A l'occasion de son 20e anniversaire «Le Temps» s'engage pour l'écologie. Cette semaine nous vous proposons des portraits de personnalités internationales qui se mettent au service de la protection de l'environnment.
Les portraits précédents:
Elle n’a que 36 ans, Francia Marquez, mais sa voix chaude et forte semble traverser les générations.
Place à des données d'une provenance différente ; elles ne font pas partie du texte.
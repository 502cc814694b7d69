extern crate std;

use std::path::Path;

use crate::pipeline::request::RunRequest;
use crate::plan::errors::PlanError;

#[test]
fn test_constructors_select_artifacts() {
    let tiles = RunRequest::tiles("plan.png");
    std::assert!(tiles.tiles && !tiles.wants_features());

    let points = RunRequest::points("marked.png");
    std::assert!(points.points && !points.polygons && !points.tiles);

    let all = RunRequest::pipeline("plan.png", Some("marked.png"));
    std::assert!(all.tiles && all.points && all.polygons);
    std::assert!(all.validate().is_ok());
}

#[test]
fn test_features_fall_back_to_input() {
    let request = RunRequest::pipeline("plan.png", None::<&str>);
    std::assert_eq!(request.feature_source(), Some(Path::new("plan.png")));

    let request = RunRequest::pipeline("plan.png", Some("marked.png"));
    std::assert_eq!(request.feature_source(), Some(Path::new("marked.png")));
}

#[test]
fn test_empty_request_is_rejected() {
    let result = RunRequest::default().validate();
    std::assert!(std::matches!(result, Err(PlanError::InvalidConfig(_))));
}

#[test]
fn test_tiles_without_input_is_rejected() {
    let request = RunRequest { tiles: true, ..Default::default() };
    std::assert!(std::matches!(request.validate(), Err(PlanError::InvalidConfig(_))));
}
//! End-to-end tests through the public API

extern crate std;

use std::path::PathBuf;
use image::{Rgb, RgbImage};

use plantiles::export::RunSummary;
use plantiles::features::ContourMode;
use plantiles::tiles::TileAddress;
use plantiles::utils::logger::Logger;
use plantiles::{PipelineConfig, PlanError, PlanTiles};

const MARKER: Rgb<u8> = Rgb([255, 0, 0]);

/// 300x200 light floor plan with three painted marker rooms
fn floor_plan() -> RgbImage {
    let mut plan = RgbImage::from_pixel(300, 200, Rgb([235, 235, 235]));
    for (x0, y0, w, h) in [(20u32, 20u32, 40u32, 30u32), (150, 60, 25, 25), (220, 140, 50, 40)] {
        for y in y0..y0 + h {
            for x in x0..x0 + w {
                plan.put_pixel(x, y, MARKER);
            }
        }
    }
    plan
}

fn workspace(name: &str) -> PathBuf {
    let dir = std::env::temp_dir().join(format!("plantiles_it_{}_{}", name, std::process::id()));
    let _ = std::fs::remove_dir_all(&dir);
    std::fs::create_dir_all(&dir).unwrap();
    dir
}

fn api(output: PathBuf, zoom_limit: u32) -> PlanTiles {
    let mut config = PipelineConfig::default();
    config.zoom_limit = zoom_limit;
    config.output_folder = output;
    PlanTiles::with_logger(config, Logger::null()).unwrap()
}

#[test]
fn test_full_pipeline_on_disk() {
    let dir = workspace("full");
    let input = dir.join("plan.png");
    floor_plan().save(&input).unwrap();
    let output = dir.join("Output");

    let summary = api(output.clone(), 2).run_pipeline(&input, None::<&str>).unwrap();

    // 300x200 with 256px tiles normalizes to 512
    std::assert_eq!(summary.canvas_edge, Some(512));
    std::assert_eq!(summary.tiles, Some(21));
    std::assert_eq!(summary.points, Some(3));
    std::assert_eq!(summary.polygons, Some(3));

    let tile = image::open(output.join(TileAddress::new(2, 3, 3).file_name())).unwrap();
    std::assert_eq!((tile.width(), tile.height()), (256, 256));

    let csv = std::fs::read_to_string(output.join("output.csv")).unwrap();
    std::assert_eq!(csv.lines().count(), 4);
    let kml = std::fs::read_to_string(output.join("output.kml")).unwrap();
    std::assert_eq!(kml.matches("<Placemark>").count(), 3);

    std::assert_eq!(RunSummary::load(&RunSummary::path_in(&output)).unwrap(), summary);

    let _ = std::fs::remove_dir_all(&dir);
}

#[test]
fn test_runs_are_repeatable() {
    let dir = workspace("repeat");
    let input = dir.join("plan.png");
    floor_plan().save(&input).unwrap();
    let output = dir.join("Output");
    let tiles = api(output.clone(), 1);

    tiles.run_pipeline(&input, None::<&str>).unwrap();
    let first_tile = std::fs::read(output.join("tile_z1_x0_y1.png")).unwrap();
    let first_csv = std::fs::read_to_string(output.join("output.csv")).unwrap();
    let first_kml = std::fs::read_to_string(output.join("output.kml")).unwrap();

    tiles.run_pipeline(&input, None::<&str>).unwrap();
    std::assert_eq!(std::fs::read(output.join("tile_z1_x0_y1.png")).unwrap(), first_tile);
    std::assert_eq!(std::fs::read_to_string(output.join("output.csv")).unwrap(), first_csv);
    std::assert_eq!(std::fs::read_to_string(output.join("output.kml")).unwrap(), first_kml);

    let _ = std::fs::remove_dir_all(&dir);
}

#[test]
fn test_in_memory_features_are_georeferenced() {
    let tiles = api(std::env::temp_dir(), 0);

    let features = tiles.extract_features(&floor_plan()).unwrap();

    std::assert_eq!(features.centroids.len(), 3);
    std::assert_eq!(features.mapper.canvas_size(), (512, 512));
    for point in features.geo_points() {
        std::assert!(point.longitude.abs() <= 20037508);
        std::assert!(point.latitude.abs() <= 20037508);
    }
}

#[test]
fn test_simplified_contours_stay_closed() {
    let raw = api(std::env::temp_dir(), 0).extract_features(&floor_plan()).unwrap();

    let mut config = PipelineConfig::default();
    config.contour_mode = ContourMode::Simplified;
    config.simplify_epsilon = 2.0;
    let tiles = PlanTiles::with_logger(config, Logger::null()).unwrap();
    let simplified = tiles.extract_features(&floor_plan()).unwrap();

    std::assert_eq!(simplified.polygons.len(), 3);
    for (ring, traced) in simplified.polygons.iter().zip(&raw.polygons) {
        std::assert!(ring.is_closed());
        std::assert!(ring.len() < traced.len());
    }
}

#[test]
fn test_in_memory_tiles() {
    let tiles = api(std::env::temp_dir(), 1);
    let sink = tiles.tile_image(&floor_plan()).unwrap();

    std::assert_eq!(sink.len(), 5);
    std::assert!(sink.get(TileAddress::new(1, 1, 0)).is_some());
}

#[test]
fn test_missing_input_is_an_error() {
    let dir = workspace("missing");
    let result = api(dir.join("Output"), 0).generate_tiles(dir.join("nope.png"));

    std::assert!(std::matches!(result, Err(PlanError::MissingInput(_))));
    std::assert!(!RunSummary::path_in(&dir.join("Output")).exists());

    let _ = std::fs::remove_dir_all(&dir);
}

#[test]
fn test_invalid_config_is_rejected() {
    let mut config = PipelineConfig::default();
    config.tile_size = 0;
    std::assert!(PlanTiles::with_logger(config, Logger::null()).is_err());
}

#[test]
fn test_grayscale_copy_is_a_marking_backdrop() {
    let dir = workspace("gray");
    let input = dir.join("plan.png");
    floor_plan().save(&input).unwrap();
    let gray_path = dir.join("Output").join("greyscale.png");
    let plantiles = api(dir.join("Output"), 1);

    std::assert_eq!(plantiles.grayscale(&input, &gray_path).unwrap(), (300, 200));

    let gray = image::open(&gray_path).unwrap();
    std::assert_eq!(gray.color(), image::ColorType::L8);

    // the existing red rooms are gone from the gray copy
    let mut marked = gray.to_rgb8();
    std::assert_eq!(plantiles.extract_features(&marked).unwrap().centroids.len(), 0);

    for y in 90..120 {
        for x in 100..130 {
            marked.put_pixel(x, y, MARKER);
        }
    }
    std::assert_eq!(plantiles.extract_features(&marked).unwrap().centroids.len(), 1);

    let _ = std::fs::remove_dir_all(&dir);
}
extern crate std;

use crate::plan::types::{PixelPoint, Polygon};

#[test]
fn test_closed_appends_first_vertex() {
    let ring = Polygon::closed(vec![
        PixelPoint::new(1, 1),
        PixelPoint::new(4, 1),
        PixelPoint::new(4, 3),
    ]).unwrap();

    std::assert_eq!(ring.len(), 4);
    std::assert_eq!(ring.vertices()[3], PixelPoint::new(1, 1));
    std::assert!(ring.is_closed());
}

#[test]
fn test_single_point_trace_is_still_a_ring() {
    let ring = Polygon::closed(vec![PixelPoint::new(7, 2)]).unwrap();
    std::assert_eq!(ring.vertices(), &[PixelPoint::new(7, 2), PixelPoint::new(7, 2)]);
    std::assert!(ring.is_closed());
}

#[test]
fn test_empty_trace_has_no_ring() {
    std::assert!(Polygon::closed(Vec::new()).is_none());
}

#[test]
fn test_pixel_point_display() {
    std::assert_eq!(PixelPoint::new(12, 34).to_string(), "(12, 34)");
}
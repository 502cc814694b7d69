//! What a run should produce

use std::path::{Path, PathBuf};

use crate::plan::errors::{PlanError, PlanResult};

/// Inputs and requested artifacts of one run
#[derive(Debug, Clone, Default, PartialEq, Eq)]
pub struct RunRequest {
    /// Floor plan image, tiled when `tiles` is set
    pub input: Option<PathBuf>,
    /// Marked companion image; features fall back to `input` when absent
    pub marked: Option<PathBuf>,
    pub tiles: bool,
    pub points: bool,
    pub polygons: bool,
}

impl RunRequest {
    /// Tile pyramid of `input`
    pub fn tiles<P: AsRef<Path>>(input: P) -> Self {
        RunRequest {
            input: Some(input.as_ref().to_path_buf()),
            tiles: true,
            ..Default::default()
        }
    }

    /// Point features of `marked`
    pub fn points<P: AsRef<Path>>(marked: P) -> Self {
        RunRequest {
            marked: Some(marked.as_ref().to_path_buf()),
            points: true,
            ..Default::default()
        }
    }

    /// Polygon features of `marked`
    pub fn polygons<P: AsRef<Path>>(marked: P) -> Self {
        RunRequest {
            marked: Some(marked.as_ref().to_path_buf()),
            polygons: true,
            ..Default::default()
        }
    }

    /// Tiles of `input` plus both feature sets of `marked`
    pub fn pipeline<P: AsRef<Path>, Q: AsRef<Path>>(input: P, marked: Option<Q>) -> Self {
        RunRequest {
            input: Some(input.as_ref().to_path_buf()),
            marked: marked.map(|m| m.as_ref().to_path_buf()),
            tiles: true,
            points: true,
            polygons: true,
        }
    }

    /// True when any feature document is requested
    pub fn wants_features(&self) -> bool {
        self.points || self.polygons
    }

    /// Image the features are extracted from
    pub fn feature_source(&self) -> Option<&Path> {
        self.marked.as_deref().or(self.input.as_deref())
    }

    /// Reject requests that cannot produce anything
    pub fn validate(&self) -> PlanResult<()> {
        if !self.tiles && !self.wants_features() {
            return Err(PlanError::InvalidConfig("Nothing to do: no artifact requested".to_string()));
        }
        if self.tiles && self.input.is_none() {
            return Err(PlanError::InvalidConfig("Tiling needs a floor plan image".to_string()));
        }
        if self.wants_features() && self.feature_source().is_none() {
            return Err(PlanError::InvalidConfig("Feature extraction needs a marked image".to_string()));
        }
        Ok(())
    }
}
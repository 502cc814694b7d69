//! Gray backdrop command
//!
//! Writes a gray copy of the floor plan into the output folder. Markers are
//! painted onto this copy in the reserved color, and the result is passed
//! back as `--marked`.

use std::path::PathBuf;
use clap::ArgMatches;
use log::info;

use crate::commands::command_traits::Command;
use crate::commands::options::config_from_args;
use crate::io::save_grayscale;
use crate::plan::constants::files;
use crate::plan::errors::{PlanError, PlanResult};
use crate::utils::logger::Logger;

/// Command converting the floor plan to grayscale
pub struct GrayscaleCommand<'a> {
    input_file: PathBuf,
    output_file: PathBuf,
    logger: &'a Logger,
}

impl<'a> GrayscaleCommand<'a> {
    pub fn new(args: &ArgMatches, logger: &'a Logger) -> PlanResult<Self> {
        let input_file: PathBuf = args.get_one::<String>("input")
            .ok_or_else(|| PlanError::MissingInput("no input file given".to_string()))?
            .into();
        let config = config_from_args(args)?;

        Ok(GrayscaleCommand {
            input_file,
            output_file: config.output_folder.join(files::GRAYSCALE),
            logger,
        })
    }
}

impl<'a> Command for GrayscaleCommand<'a> {
    fn execute(&self) -> PlanResult<()> {
        info!("Converting {} to grayscale", self.input_file.display());

        let (width, height) = save_grayscale(&self.input_file, &self.output_file)?;

        let message = format!("Grayscale conversion successful: {} ({}x{})",
                              self.output_file.display(), width, height);
        info!("{}", message);
        self.logger.log(&message)?;
        Ok(())
    }

    fn name(&self) -> &'static str {
        "grayscale"
    }
}
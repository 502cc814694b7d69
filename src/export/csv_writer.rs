//! Point feature table
//!
//! One row per centroid, in detection order, preceded by the header
//! `Lat,Long,x,y`.

use std::io::Write;
use std::path::Path;
use log::info;

use crate::coordinate::GeoCoordinateMapper;
use crate::plan::errors::PlanResult;
use crate::plan::types::Centroid;
use crate::utils::fs_utils::write_atomically;

/// Header row of the point table
pub const CSV_HEADER: &str = "Lat,Long,x,y";

/// Write the point table to any writer
///
/// # Arguments
/// * `writer` - Destination
/// * `centroids` - Point features in detection order
/// * `mapper` - Mapper built for the canvas the centroids were measured on
///
/// # Returns
/// The number of data rows written
pub fn write_points_csv<W: Write>(mut writer: W,
                                  centroids: &[Centroid],
                                  mapper: &GeoCoordinateMapper) -> PlanResult<usize> {
    writeln!(writer, "{}", CSV_HEADER)?;

    for centroid in centroids {
        let geo = mapper.map_point(*centroid);
        writeln!(writer, "{},{},{},{}", geo.latitude, geo.longitude, centroid.x, centroid.y)?;
    }

    Ok(centroids.len())
}

/// Write the point table to `path`, replacing any previous file only on success
pub fn save_points_csv(path: &Path,
                       centroids: &[Centroid],
                       mapper: &GeoCoordinateMapper) -> PlanResult<usize> {
    let mut rows = 0;
    write_atomically(path, |writer| {
        rows = write_points_csv(writer, centroids, mapper)?;
        Ok(())
    })?;

    info!("Saved {} points to {}", rows, path.display());
    Ok(rows)
}
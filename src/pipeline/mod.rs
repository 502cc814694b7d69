//! End-to-end runs over image files
//!
//! Ties the canvas, tiling, feature and export modules together into the
//! runs exposed by the command line and the library facade.

pub mod processor;
pub mod request;
#[cfg(test)]
mod tests;

pub use processor::{ExtractedFeatures, PlanProcessor};
pub use request::RunRequest;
Elle a d’ailleurs commencé son discours de remerciements pour le Prix Goldmann 2018 (considéré comme le Nobel de la lutte pour l’environnement), reçu en avril dernier, en mentionnant une date reculée: «Je suis une Afro-descendante, j’ai grandi dans un territoire ancestral qui date de 1636 […] mais nous savons bien que les territoires où nous travaillons et où nous avons construit nos communautés ne nous ont pas été donnés comme un cadeau, ils ont coûté à nos ancêtres beaucoup d’années de travail et de souffrances dans les mines et les plantations des esclavagistes.»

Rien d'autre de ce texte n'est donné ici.